→ Requirement: Please quote exactly the lines below from the line containing "connections must not" to the line containing "of duplicating it.", both lines included, and nothing else.
--
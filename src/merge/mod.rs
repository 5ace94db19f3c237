use std::io::Write;

use anyhow::Context;

use crate::context::MergeContext;
use crate::migrate;

pub mod access;
pub mod accounting;
pub mod activities;
pub mod banking;
pub mod catalog;
pub mod files;
pub mod journals;
pub mod messages;
pub mod people;
pub mod registrations;
pub mod site;

pub type PhaseFn = fn(&mut MergeContext) -> anyhow::Result<()>;

pub struct Phase {
    pub label: &'static str,
    /// Migration phases delegate to an external command that opens the
    /// target itself, so they must not run under our transaction.
    pub migration: bool,
    pub run: PhaseFn,
}

impl Phase {
    const fn new(label: &'static str, run: PhaseFn) -> Self {
        Self {
            label,
            migration: false,
            run,
        }
    }

    const fn migration(label: &'static str, run: PhaseFn) -> Self {
        Self {
            label,
            migration: true,
            run,
        }
    }
}

/// The fixed, dependency-respecting phase order. This is a pre-computed
/// topological sort of the entity graph; reordering entries breaks the
/// foreign-key resolution of every later phase.
pub fn phases() -> Vec<Phase> {
    vec![
        Phase::migration("Performing local migrations", migrate::perform_local_migrations),
        Phase::new("Configuring site", site::configure_site),
        Phase::new("Fixing broken files", files::fix_broken_files),
        Phase::migration("Performing foreign migrations", migrate::perform_foreign_migrations),
        Phase::new("Loading imported ids", crate::context::load_imported_ids),
        Phase::new("Loading permissions", access::load_permissions),
        Phase::new("Merging groups", access::merge_groups),
        Phase::new("Merging users", access::merge_users),
        Phase::new("Merging folders", files::merge_folders),
        Phase::new("Merging files", files::merge_files),
        Phase::new("Merging bank accounts", banking::merge_bank_accounts),
        Phase::new("Merging bank account statements", banking::merge_bank_statements),
        Phase::new("Merging bank account transactions", banking::merge_bank_transactions),
        Phase::new("Merging print setups", catalog::merge_print_setups),
        Phase::new("Merging organizations", catalog::merge_organizations),
        Phase::new("Merging departments", catalog::merge_departments),
        Phase::new("Merging places", catalog::merge_places),
        Phase::new("Merging questions", catalog::merge_questions),
        Phase::new("Merging school years", catalog::merge_school_years),
        Phase::new("Merging school year divisions", catalog::merge_school_year_divisions),
        Phase::new("Merging school year periods", catalog::merge_school_year_periods),
        Phase::new("Merging stat groups", catalog::merge_stat_groups),
        Phase::new("Merging age groups", catalog::merge_age_groups),
        Phase::new("Merging target groups", catalog::merge_target_groups),
        Phase::new("Merging citizenships", catalog::merge_citizenships),
        Phase::new("Merging schools", catalog::merge_schools),
        Phase::new("Merging leaders", people::merge_leaders),
        Phase::new("Merging parents", people::merge_parents),
        Phase::new("Merging participants", people::merge_participants),
        Phase::new("Merging group contacts", people::merge_group_contacts),
        Phase::new("Merging billing infos", people::merge_billing_infos),
        Phase::new("Merging agreements", people::merge_agreements),
        Phase::new("Merging agreement options", people::merge_agreement_options),
        Phase::new("Merging activity types", activities::merge_activity_types),
        Phase::new("Creating activity type pages", site::create_activity_type_pages),
        Phase::new("Merging activity groups", activities::merge_activity_groups),
        Phase::new("Merging resources", activities::merge_resources),
        Phase::new("Merging resource groups", activities::merge_resource_groups),
        Phase::new("Fixing activities", activities::fix_activities),
        Phase::new("Merging activities", activities::merge_activities),
        Phase::new("Merging activity variants", activities::merge_activity_variants),
        Phase::new("Merging calendar events", activities::merge_calendar_events),
        Phase::new("Merging calendar exports", activities::merge_calendar_exports),
        Phase::new("Merging registration links", activities::merge_registration_links),
        Phase::new("Merging registrations", registrations::merge_registrations),
        Phase::new("Merging course registration periods", registrations::merge_course_registration_periods),
        Phase::new("Merging refund requests", registrations::merge_refund_requests),
        Phase::new("Merging discounts", accounting::merge_discounts),
        Phase::new("Merging transactions", accounting::merge_transactions),
        Phase::new("Merging timesheets", journals::merge_timesheets),
        Phase::new("Merging timesheet entries", journals::merge_timesheet_entries),
        Phase::new("Merging journals", journals::merge_journals),
        Phase::new("Merging journal entries", journals::merge_journal_entries),
        Phase::new("Merging messages", messages::merge_messages),
    ]
}

/// Run every phase in order, each inside its own transaction on the target.
/// The first failure rolls the current phase back and aborts the run;
/// already committed phases stay committed and a re-run resumes through the
/// identity maps.
pub fn run(ctx: &mut MergeContext, skip_migrations: bool) -> anyhow::Result<()> {
    for phase in phases() {
        if skip_migrations && phase.migration {
            continue;
        }
        run_phase(ctx, &phase)?;
    }
    println!("Successfully merged all data");
    Ok(())
}

fn run_phase(ctx: &mut MergeContext, phase: &Phase) -> anyhow::Result<()> {
    print!("{} ... ", phase.label);
    let _ = std::io::stdout().flush();

    let result = if phase.migration {
        (phase.run)(ctx)
    } else {
        run_in_transaction(ctx, phase.run)
    };

    match result {
        Ok(()) => {
            println!("\u{2705}");
            Ok(())
        }
        Err(e) => {
            println!("\u{274c}");
            Err(e).with_context(|| format!("phase failed: {}", phase.label))
        }
    }
}

fn run_in_transaction(ctx: &mut MergeContext, run: PhaseFn) -> anyhow::Result<()> {
    ctx.target.execute_batch("BEGIN IMMEDIATE")?;
    match run(ctx) {
        Ok(()) => {
            ctx.target.execute_batch("COMMIT")?;
            Ok(())
        }
        Err(e) => {
            // Roll back best-effort; the original error is the one to keep.
            let _ = ctx.target.execute_batch("ROLLBACK");
            Err(e)
        }
    }
}
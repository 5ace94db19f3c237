mod support;

use actimerge::context::MergeContext;
use support::*;

#[test]
fn mismatched_discriminator_is_repaired_to_matching_type() {
    let dir = temp_dir("actimerge-repair");
    let conn = create_database(&dir.join("alfa.sqlite3"));

    let year_id = seed_school_year(&conn, 2023);
    let course_type = seed_activity_type(&conn, "course", "course");
    let event_type = seed_activity_type(&conn, "event", "event");

    // Declared as a course, but its concrete row lives in the events table.
    conn.execute(
        "INSERT INTO activities(activity_type_id, school_year_id, name) VALUES(?, ?, 'Trip')",
        (course_type, year_id),
    )
    .unwrap();
    let activity_id = conn.last_insert_rowid();
    conn.execute(
        "INSERT INTO events(activity_id, start_date, end_date)
         VALUES(?, '2023-10-01', '2023-10-03')",
        [activity_id],
    )
    .unwrap();
    let _ = event_type;
    drop(conn);

    let ctx = run_merge(merge_config(&dir, &["alfa"]));

    let model: String = ctx
        .target
        .query_row(
            "SELECT t.model FROM activities a JOIN activity_types t ON t.id = a.activity_type_id
             WHERE a.name = 'Trip'",
            [],
            |row| row.get(0),
        )
        .unwrap();
    assert_eq!(model, "event");
    assert_eq!(count(&ctx.target, "SELECT COUNT(*) FROM events"), 1);
    assert_eq!(count(&ctx.target, "SELECT COUNT(*) FROM courses"), 0);

    let _ = std::fs::remove_dir_all(dir);
}

#[test]
fn activity_without_concrete_kind_fails_the_run() {
    let dir = temp_dir("actimerge-no-kind");
    let conn = create_database(&dir.join("alfa.sqlite3"));

    let year_id = seed_school_year(&conn, 2023);
    let type_id = seed_activity_type(&conn, "course", "course");
    conn.execute(
        "INSERT INTO activities(activity_type_id, school_year_id, name) VALUES(?, ?, 'Ghost')",
        (type_id, year_id),
    )
    .unwrap();
    drop(conn);

    let mut ctx = MergeContext::open(merge_config(&dir, &["alfa"])).unwrap();
    let err = actimerge::merge::run(&mut ctx, false).unwrap_err();
    assert!(format!("{err:#}").contains("no concrete kind"));

    let _ = std::fs::remove_dir_all(dir);
}
use std::collections::BTreeMap;
use std::path::{Path, PathBuf};

use anyhow::Context;
use serde::Deserialize;

/// Run configuration, loaded from a JSON file. Source databases are keyed by
/// connection name; the BTreeMap keeps them in the fixed sorted order the
/// merge iterates in.
#[derive(Debug, Clone, Deserialize)]
pub struct MergeConfig {
    pub target: PathBuf,
    pub sources: BTreeMap<String, PathBuf>,
    pub site: SiteConfig,
    /// External schema-migration command, invoked with the database path
    /// appended as the last argument. When absent the built-in schema is
    /// applied to the target and each source is probed for it.
    #[serde(default)]
    pub migrate_command: Option<Vec<String>>,
}

#[derive(Debug, Clone, Deserialize)]
pub struct SiteConfig {
    pub domain: String,
    pub name: String,
}

impl MergeConfig {
    pub fn load(path: &Path) -> anyhow::Result<Self> {
        let text = std::fs::read_to_string(path)
            .with_context(|| format!("failed to read config {}", path.to_string_lossy()))?;
        let config: MergeConfig = serde_json::from_str(&text)
            .with_context(|| format!("failed to parse config {}", path.to_string_lossy()))?;
        config.validate()?;
        Ok(config)
    }

    fn validate(&self) -> anyhow::Result<()> {
        if self.sources.is_empty() {
            anyhow::bail!("config lists no source databases");
        }
        if self.sources.contains_key("default") {
            anyhow::bail!("source connections must not be named \"default\"");
        }
        if let Some(cmd) = &self.migrate_command {
            if cmd.is_empty() {
                anyhow::bail!("migrate_command must name an executable");
            }
        }
        Ok(())
    }

    pub fn source_names(&self) -> Vec<String> {
        self.sources.keys().cloned().collect()
    }
}

#[cfg(test)]
mod tests {
    use super::*;

    #[test]
    fn rejects_default_as_source_name() {
        let parsed: MergeConfig = serde_json::from_str(
            r#"{
                "target": "t.sqlite3",
                "sources": { "default": "d.sqlite3" },
                "site": { "domain": "example.org", "name": "Example" }
            }"#,
        )
        .unwrap();
        assert!(parsed.validate().is_err());
    }

    #[test]
    fn source_names_are_sorted() {
        let parsed: MergeConfig = serde_json::from_str(
            r#"{
                "target": "t.sqlite3",
                "sources": { "bravo": "b.sqlite3", "alfa": "a.sqlite3" },
                "site": { "domain": "example.org", "name": "Example" }
            }"#,
        )
        .unwrap();
        assert_eq!(parsed.source_names(), vec!["alfa", "bravo"]);
    }
}
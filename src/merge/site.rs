use tracing::info;

use crate::context::MergeContext;

/// Stamp the configured domain and display name onto the singleton settings
/// row. Runs before anything else touches the target so later phases (page
/// slugs, exports) see the final site identity.
pub fn configure_site(ctx: &mut MergeContext) -> anyhow::Result<()> {
    ctx.target.execute(
        "UPDATE site_settings SET domain = ?, name = ? WHERE id = 1",
        (&ctx.config.site.domain, &ctx.config.site.name),
    )?;
    Ok(())
}

/// Give every activity type without a content page one, published and in the
/// navigation. Page slugs reuse the type's slug, so re-runs find the page
/// again instead of duplicating it.
pub fn create_activity_type_pages(ctx: &mut MergeContext) -> anyhow::Result<()> {
    let MergeContext {
        target, publisher, ..
    } = ctx;

    let mut stmt =
        target.prepare("SELECT id, plural, slug FROM activity_types WHERE page_id IS NULL")?;
    let types = stmt
        .query_map([], |row| {
            Ok((
                row.get::<_, i64>(0)?,
                row.get::<_, String>(1)?,
                row.get::<_, String>(2)?,
            ))
        })?
        .collect::<Result<Vec<_>, _>>()?;
    drop(stmt);

    for (type_id, plural, slug) in types {
        let page_id = publisher.publish(target, &plural, &slug)?;
        target.execute(
            "UPDATE activity_types SET page_id = ? WHERE id = ?",
            (page_id, type_id),
        )?;
        info!(slug, page_id, "published activity type page");
    }
    Ok(())
}
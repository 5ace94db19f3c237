mod support;

use rusqlite::Connection;
use support::*;

fn seed_org(conn: &Connection, name: &str, iban: &str) {
    conn.execute(
        "INSERT INTO organizations(name, iban) VALUES(?, ?)",
        (name, iban),
    )
    .unwrap();
}

/// The same legal entity shows up under slightly different names across
/// tenants; the IBAN is what identifies it. Two entities sharing a display
/// name must stay separate.
#[test]
fn organizations_dedup_by_iban_not_by_name() {
    let dir = temp_dir("actimerge-organizations");
    let alfa = create_database(&dir.join("alfa.sqlite3"));
    let beta = create_database(&dir.join("beta.sqlite3"));

    seed_org(&alfa, "Spolek Sova", "CZ6508000000192000145399");
    // Same entity, renamed after re-registration.
    seed_org(&beta, "Spolek Sova z.s.", "CZ6508000000192000145399");
    // Different entity that happens to reuse the old name.
    seed_org(&beta, "Spolek Sova", "CZ9455000000001011038930");
    drop(alfa);
    drop(beta);

    let ctx = run_merge(merge_config(&dir, &["alfa", "beta"]));

    assert_eq!(count(&ctx.target, "SELECT COUNT(*) FROM organizations"), 2);
    assert_eq!(
        count(&ctx.target, "SELECT COUNT(DISTINCT iban) FROM organizations"),
        2
    );
    // First writer wins: the renamed copy collapsed onto alfa's row.
    assert_eq!(
        count(
            &ctx.target,
            "SELECT COUNT(*) FROM organizations
             WHERE iban = 'CZ6508000000192000145399' AND name = 'Spolek Sova'"
        ),
        1
    );

    let _ = std::fs::remove_dir_all(dir);
}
--
→ Task solution:
            anyhow::bail!("source connections must not be named \"default\"");
        }
        if let Some(cmd) = &self.migrate_command {
            if cmd.is_empty() {
                anyhow::bail!("migrate_command must name an executable");
            }
        }
        Ok(())
    }

    pub fn source_names(&self) -> Vec<String> {
        self.sources.keys().cloned().collect()
    }
}

#[cfg(test)]
mod tests {
    use super::*;

    #[test]
    fn rejects_default_as_source_name() {
        let parsed: MergeConfig = serde_json::from_str(
            r#"{
                "target": "t.sqlite3",
                "sources": { "default": "d.sqlite3" },
                "site": { "domain": "example.org", "name": "Example" }
            }"#,
        )
        .unwrap();
        assert!(parsed.validate().is_err());
    }

    #[test]
    fn source_names_are_sorted() {
        let parsed: MergeConfig = serde_json::from_str(
            r#"{
                "target": "t.sqlite3",
                "sources": { "bravo": "b.sqlite3", "alfa": "a.sqlite3" },
                "site": { "domain": "example.org", "name": "Example" }
            }"#,
        )
        .unwrap();
        assert_eq!(parsed.source_names(), vec!["alfa", "bravo"]);
    }
}
filename src/merge/site.rs
use tracing::info;

use crate::context::MergeContext;

/// Stamp the configured domain and display name onto the singleton settings
/// row. Runs before anything else touches the target so later phases (page
/// slugs, exports) see the final site identity.
pub fn configure_site(ctx: &mut MergeContext) -> anyhow::Result<()> {
    ctx.target.execute(
        "UPDATE site_settings SET domain = ?, name = ? WHERE id = 1",
        (&ctx.config.site.domain, &ctx.config.site.name),
    )?;
    Ok(())
}

/// Give every activity type without a content page one, published and in the
/// navigation. Page slugs reuse the type's slug, so re-runs find the page
/// again instead of duplicating it.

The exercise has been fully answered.